» TASK PROMPT
Only a number is expected: how many lines in the entries that follow contain the word "negative"?

BEGIN INFORMATION GIVEN

impl LearningRateScheduleOptions {
    /// A constant rate with no warmup or decay.
    pub fn constant(learning_rate: f32) -> Self {
        Self {
            learning_rate,
            learning_rate_decay: None,
            warmup: None,
        }
    }

    fn validate(&self) -> Result<()> {
        if !(self.learning_rate.is_finite() && self.learning_rate >= 0.0) {
            return Err(EmbeddingError::config(format!(
                "learning_rate_schedule.learning_rate ({}) must be non-negative",
                self.learning_rate
            )));
        }
        if let Some(decay) = &self.learning_rate_decay {
            if decay.decay_batches == 0 {
                return Err(EmbeddingError::config(
                    "learning_rate_decay.decay_batches must be positive",
                ));
            }
            if !(decay.end_learning_rate.is_finite() && decay.end_learning_rate >= 0.0) {
                return Err(EmbeddingError::config(
                    "learning_rate_decay.end_learning_rate must be non-negative",
                ));
            }
            if !(decay.power.is_finite() && decay.power > 0.0) {
                return Err(EmbeddingError::config(
                    "learning_rate_decay.power must be positive",
                ));
            }
        }
        if let Some(warmup) = &self.warmup {
            if !(warmup.start_multiplier.is_finite() && warmup.start_multiplier >= 0.0) {
                return Err(EmbeddingError::config(
                    "warmup.start_multiplier must be non-negative",
                ));
            }
        }
        Ok(())
    }
}

/// Execution knobs that were process-wide toggles in earlier deployments.
#[derive(Debug, Clone, PartialEq, Serialize, Deserialize)]
pub struct RuntimeOptions {
    /// Worker threads resolving keys within a batch.
    #[serde(default = "default_num_workers")]
    pub num_workers: usize,
    /// Number of key lock stripes.
    #[serde(default = "default_num_shards")]
    pub num_shards: usize,
    /// Fixed-table I/O budget per batch, in milliseconds.
    #[serde(default = "default_io_timeout_ms")]
    pub io_timeout_ms: u64,
}

fn default_num_workers() -> usize {
    std::thread::available_parallelism()
        .map(|n| n.get())
        .unwrap_or(4)
}

fn default_num_shards() -> usize {
    64
}

fn default_io_timeout_ms() -> u64 {
    30_000
}
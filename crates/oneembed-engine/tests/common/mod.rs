#![allow(dead_code)]

use std::io;
use std::path::Path;
use std::sync::atomic::{AtomicBool, AtomicU64, Ordering};
use std::sync::Arc;
use std::time::Duration;

use oneembed_core::{
    CacheOptions, EmbeddingError, EmbeddingOptions, InitializerKind, InitializerOptions,
    LearningRateScheduleOptions, Result,
};
use oneembed_storage::{BlockDevice, MemoryBlockDevice};

/// Width at which one sgd record costs 512 KiB, so a 1 MiB budget holds two.
pub const WIDE_DIM: usize = 128 * 1024;

/// Small-table options with a constant learning rate.
pub fn options(dir: &Path, dim: usize) -> EmbeddingOptions {
    let mut options = EmbeddingOptions::new("test", dim, dir);
    options.l1_cache = CacheOptions::lru(64);
    options.learning_rate_schedule = LearningRateScheduleOptions::constant(0.1);
    options.runtime.num_workers = 4;
    options
}

/// Options whose L1 holds exactly two records in a single stripe.
pub fn two_record_options(dir: &Path) -> EmbeddingOptions {
    let mut options = options(dir, WIDE_DIM);
    options.l1_cache = CacheOptions::lru(1);
    options.runtime.num_shards = 1;
    options
}

pub fn zeros() -> InitializerOptions {
    InitializerOptions {
        kind: InitializerKind::Zeros,
        ..InitializerOptions::default()
    }
}

/// Switches shared by a [`FaultyDevice`] and the test driving it.
#[derive(Debug, Default)]
pub struct Faults {
    fail_reads: AtomicBool,
    fail_writes: AtomicBool,
    read_stall_ms: AtomicU64,
    write_stall_ms: AtomicU64,
}

impl Faults {
    pub fn fail_reads(&self, on: bool) {
        self.fail_reads.store(on, Ordering::SeqCst);
    }

    pub fn fail_writes(&self, on: bool) {
        self.fail_writes.store(on, Ordering::SeqCst);
    }

    pub fn stall_reads(&self, stall: Duration) {
        self.read_stall_ms
            .store(stall.as_millis() as u64, Ordering::SeqCst);
    }

    pub fn stall_writes(&self, stall: Duration) {
        self.write_stall_ms
            .store(stall.as_millis() as u64, Ordering::SeqCst);
    }

    pub fn clear(&self) {
        self.fail_reads(false);
        self.fail_writes(false);
        self.stall_reads(Duration::ZERO);
        self.stall_writes(Duration::ZERO);
    }
}

/// An in-memory device that fails or stalls on command.
#[derive(Debug)]
pub struct FaultyDevice {
    inner: MemoryBlockDevice,
    faults: Arc<Faults>,
}

impl FaultyDevice {
    pub fn new(block_size: usize) -> (Arc<Self>, Arc<Faults>) {
        let faults = Arc::new(Faults::default());
        let device = Arc::new(Self {
            inner: MemoryBlockDevice::new(block_size),
            faults: Arc::clone(&faults),
        });
        (device, faults)
    }

    fn injected(what: &str) -> EmbeddingError {
        EmbeddingError::storage(
            what,
            io::Error::new(io::ErrorKind::Other, "injected device failure"),
        )
    }
}

impl BlockDevice for FaultyDevice {
    fn block_size(&self) -> usize {
        self.inner.block_size()
    }

    fn num_blocks(&self) -> u64 {
        self.inner.num_blocks()
    }

    fn read_blocks(&self, first: u64, count: usize) -> Result<Vec<u8>> {
        let stall = self.faults.read_stall_ms.load(Ordering::SeqCst);
        if stall > 0 {
            std::thread::sleep(Duration::from_millis(stall));
        }
        if self.faults.fail_reads.load(Ordering::SeqCst) {
            return Err(Self::injected("reading blocks"));
        }
        self.inner.read_blocks(first, count)
    }

    fn write_blocks(&self, first: u64, data: &[u8]) -> Result<()> {
        let stall = self.faults.write_stall_ms.load(Ordering::SeqCst);
        if stall > 0 {
            std::thread::sleep(Duration::from_millis(stall));
        }
        if self.faults.fail_writes.load(Ordering::SeqCst) {
            return Err(Self::injected("writing blocks"));
        }
        self.inner.write_blocks(first, data)
    }

    fn sync(&self) -> Result<()> {
        self.inner.sync()
    }
}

END INFORMATION GIVEN

» OUTPUT
3